Note: The cost of starting a python process in the worker node and serialization of data is quite expensive. Also, Python can consume additional memory causing the worker/executor to fail due to a resource crunch.
Register UDF in Pyspark
This section will cover the methods to create and use a python function as a pyspark udf.
Before we explore the different methods to create a UDF in Pyspark, let’s first create a sample dataframe consisting of integers.
Note: The versions used in this post are, Spark 2.3.0 and Python 3.6
df = spark.range(1, 101) # Create a dataframe with 100 integers from 1 to 100
df.createOrReplaceTempView('sample')
df.printSchema()root
|-- id: long (nullable = false)
Let’s create a simple UDF which computes the cube of an integer.
The udf method must be imported from pyspark.sql.functions.
It takes in 2 arguments, function and it’s return type as shown below,
pyspark.sql.functions.udf(f=None, returnType=StringType)
So, as shown above, StringType is the default return type of a spark udf.
Method 1 :
Creating a Pyspark UDF by calling the udf method and passing the function and it’s respective returnType as parameters.

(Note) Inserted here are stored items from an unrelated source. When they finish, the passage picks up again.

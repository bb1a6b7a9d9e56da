//! Script generation agent.
//!
//! Turns a selected concept into a segmented script with one image
//! prompt per segment. Segment indexes from the model are normalized to
//! a contiguous zero-based run so downstream media generation can rely
//! on them.

use std::sync::Arc;

use async_trait::async_trait;

use crate::error::ProviderError;
use crate::providers::parse::decode_response;
use crate::providers::{ScriptProvider, TextGenerator};
use crate::workflow::record::{Concept, Script};

const SYSTEM_PROMPT: &str = "You are an expert short-form video scriptwriter. Your scripts start \
with a strong hook in the first three seconds, stay engaging through humor and positivity, read \
naturally when spoken aloud, and match the target duration. Keep the tone light and joyful, \
never negative or dramatic. Image prompts must be simple, pleasant, and clean, use soft natural \
lighting, and be composed for vertical 9:16 format with visual continuity between segments.";

/// Writes a segmented script for a selected concept.
pub struct Scriptwriter {
    model: Arc<dyn TextGenerator>,
}

impl Scriptwriter {
    pub fn new(model: Arc<dyn TextGenerator>) -> Self {
        Self { model }
    }

    fn build_prompt(concept: &Concept, target_duration: f64) -> String {
        format!(
            r#"Create a complete short vertical video script based on this concept:

Title: {title}
Hook: {hook}
Value Proposition: {value_proposition}
Visual Style: {visual_style}
Target Audience: {target_audience}
Engagement Strategy: {engagement_strategy}

Requirements:
- Target duration: {target_duration} seconds
- Format: vertical 9:16
- Break the script into 4-8 segments, each with its own visual
- Keep the tone funny, joyful, and positive

Respond with ONLY a JSON object in this exact shape, no markdown and no other text:
{{
    "full_transcript": "Complete spoken transcript...",
    "hook_enhancement": "Enhanced hook for the first 3 seconds...",
    "pacing_notes": "Notes on pacing and delivery...",
    "total_duration": {target_duration},
    "segments": [
        {{
            "index": 1,
            "text": "Spoken text for this segment...",
            "image_prompt": "Detailed image generation prompt...",
            "duration": 3.5,
            "visual_description": "What should be shown..."
        }}
    ]
}}"#,
            title = concept.title,
            hook = concept.hook,
            value_proposition = concept.value_proposition,
            visual_style = concept.visual_style,
            target_audience = concept.target_audience,
            engagement_strategy = concept.engagement_strategy,
        )
    }

    fn reprompt(original: &str) -> String {
        format!(
            "{original}\n\nYour previous reply was not valid JSON. Respond again with ONLY the \
JSON object described above. The first character of your reply must be '{{' and the last must \
be '}}'. Do not include any other text."
        )
    }
}

#[async_trait]
impl ScriptProvider for Scriptwriter {
    async fn generate(
        &self,
        concept: &Concept,
        target_duration: f64,
    ) -> Result<Script, ProviderError> {
        let prompt = Self::build_prompt(concept, target_duration);
        let response = self.model.generate_text(SYSTEM_PROMPT, &prompt).await?;

        let mut script = match decode_response::<Script>(&response) {
            Ok(script) => script,
            Err(first_error) => {
                tracing::warn!(error = %first_error, "Script response failed to decode, re-prompting once");
                let response = self
                    .model
                    .generate_text(SYSTEM_PROMPT, &Self::reprompt(&prompt))
                    .await?;
                decode_response::<Script>(&response)?
            }
        };

        if script.segments.is_empty() {
            return Err(ProviderError::Parse(
                "Model returned a script with no segments".to_string(),
            ));
        }

        // Models occasionally number segments from 0 or skip an index.
        if !script.has_contiguous_segments() {
            tracing::warn!("Renumbering non-contiguous script segments");
            for (i, segment) in script.segments.iter_mut().enumerate() {
                segment.index = i as u32 + 1;
            }
        }

        Ok(script)
    }
}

from pyspark.sql.functions import udf
from pyspark.sql.types import LongType
def cube_python(x):
return x**3
# cube_python = lambda x: x**3 # Alternate to above function creation
spark_cube = udf(cube_python, LongType())
df.select(spark_cube('id')).show(5)+---------------+
|cube_python(id)|
+---------------+
| 1|
| 8|
| 27|
| 64|
| 125|
+---------------+
only showing top 5 rows
Method 2 :
Using the decorator pattern in Python. This is the most simple and recommended method to create a udf in pyspark.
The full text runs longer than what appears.